The virus has infected birds in some 30 out of 81 provinces, including Turkey's key tourism region near the Aegean coast, Ankara and the business hub Istanbul. Authorities have stepped up the culling of poultry, with more than 300,000 birds killed since December 26.

The WHO has said that human victims have contracted the disease from close contact with infected poultry.

"There is no transmission from human to human so far with a mutation of the virus. We are not there at the moment, but it is the responsibility for the WHO to look at this," WHO European Regional Director Marc Danzon said in Ankara.

The WHO said it was not clear why so many people had been infected in Turkey so quickly, saying it needed more tests before it could be certain.

Dr. Guenael Rodier, head of the WHO mission to Turkey, said migratory birds crossing Turkey were a likely factor.

"In the future we will probably see some other cases in humans but then we will see less and less cases," he said.

More than 70 people are suspected of having bird flu and are being tested.

In eastern city of Van, where some 40 people are being treated for suspected bird flu, locals complained that officials had failed to take away chickens running freely in the roads where children play.

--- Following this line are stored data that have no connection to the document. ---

//! htmlmd - Convert HTML files to Markdown
//!
//! Usage:
//!   htmlmd input.html -o output.md
//!   htmlmd "docs/*.html" -o output_md/
//!   htmlmd index.html -o . -v
//!   cat page.html | htmlmd - > page.md
//!   htmlmd --interactive

mod batch;
mod interactive;

use std::fs::{self, File};
use std::io::{self, BufWriter, Read, Write};
use std::path::{Path, PathBuf};
use std::process::ExitCode;

use anyhow::Context;
use clap::Parser as ClapParser;
use clap_verbosity_flag::{InfoLevel, Verbosity};
use log::LevelFilter;
use simplelog::{ColorChoice, CombinedLogger, Config, SharedLogger, TermLogger, TerminalMode, WriteLogger};

use htmlmd::{Converter, ConverterOptions, DEFAULT_MAX_DEPTH};

#[derive(ClapParser)]
#[command(
    version,
    about = "Convert HTML file(s) to Markdown",
    long_about = "Converts HTML files to Markdown.\n\n\
                  INPUT is a file path or a glob pattern (quote patterns containing\n\
                  wildcards). Use `-` to read HTML from stdin.\n\n\
                  If --output names a directory, ends with a path separator, or the\n\
                  pattern matches several files, one .md file per input is written\n\
                  there. With a single input, --output may name the output file.\n\
                  Without --output, .md files are created alongside the inputs."
)]
struct Cli {
    /// Input HTML file path, glob pattern, or `-` for stdin
    #[arg(value_name = "INPUT", required_unless_present = "interactive")]
    input: Option<String>,

    /// Output file or directory
    #[arg(short, long, value_name = "OUTPUT")]
    output: Option<PathBuf>,

    /// Additional tag whose content is dropped (repeatable)
    #[arg(long = "ignore-tag", value_name = "TAG")]
    ignore_tags: Vec<String>,

    /// Reject documents nested deeper than this
    #[arg(long, value_name = "DEPTH", default_value_t = DEFAULT_MAX_DEPTH)]
    max_depth: usize,

    /// Start an interactive session
    #[arg(short, long, conflicts_with_all = ["input", "output"])]
    interactive: bool,

    /// Also write log messages to this file
    #[arg(long, value_name = "FILE")]
    log_file: Option<PathBuf>,

    #[command(flatten)]
    verbose: Verbosity<InfoLevel>,
}

fn init_logger(filter_level: LevelFilter, logfile: Option<&Path>) -> anyhow::Result<()> {
    let mut loggers: Vec<Box<dyn SharedLogger>> = Vec::new();
    loggers.push(TermLogger::new(
        filter_level,
        Config::default(),
        TerminalMode::Stderr,
        ColorChoice::Auto,
    ));
    if let Some(filename) = logfile {
        let file = File::create(filename)
            .with_context(|| format!("Cannot create log file {}", filename.display()))?;
        loggers.push(WriteLogger::new(filter_level, Config::default(), file));
    }
    CombinedLogger::init(loggers)?;
    Ok(())
}

fn main() -> anyhow::Result<ExitCode> {
    let args = Cli::parse();

    init_logger(args.verbose.log_level_filter(), args.log_file.as_deref())?;

    let converter = Converter::with_options(ConverterOptions {
        extra_ignored_tags: args.ignore_tags.clone(),
        max_depth: args.max_depth,
    });

    if args.interactive {
        interactive::run(&converter)?;
        return Ok(ExitCode::SUCCESS);
    }

    match args.input.as_deref() {
        Some("-") => {
            convert_stdin(&converter, args.output.as_deref())?;
            Ok(ExitCode::SUCCESS)
        }
        Some(pattern) => {
            let summary = batch::run(&converter, pattern, args.output.as_deref())?;
            if summary.failed > 0 {
                Ok(ExitCode::FAILURE)
            } else {
                Ok(ExitCode::SUCCESS)
            }
        }
        None => unreachable!("clap requires INPUT unless --interactive"),
    }
}

fn convert_stdin(converter: &Converter, output: Option<&Path>) -> anyhow::Result<()> {
    let mut html = String::new();
    io::stdin()
        .read_to_string(&mut html)
        .context("Failed to read HTML from stdin")?;

    let markdown = converter.convert_html(&html)?;

    match output {
        Some(path) => {
            if let Some(parent) = path.parent().filter(|p| !p.as_os_str().is_empty()) {
                fs::create_dir_all(parent)?;
            }
            fs::write(path, &markdown)
                .with_context(|| format!("Failed to write {}", path.display()))?;
            log::info!("Writing Markdown to: {}", path.display());
        }
        None => {
            let stdout = io::stdout();
            let mut writer = BufWriter::new(stdout.lock());
            writeln!(writer, "{}", markdown)?;
            writer.flush()?;
        }
    }
    Ok(())
}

"I'm worried for our children. I have been calling people for three days asking them to take the chickens away," Cengiz Isik, a 34-year-old waiter, told Reuters.

The authorities have ordered doctors from large cities to be sent to eastern Turkey, which has been worst hit by the virus and where there are not enough doctors.

To reduce the risk of the spread of the virus patients will be carried in different ambulances from other family members, and the clothes of health workers and their vehicles will be disinfected regularly.

Two teenagers died last week from bird flu in eastern Turkey -- the first reported deaths from the virus outside China and Southeast Asia. Their dead sister is also a suspected victim and hundreds of Turks have rushed to hospitals for bird flu tests.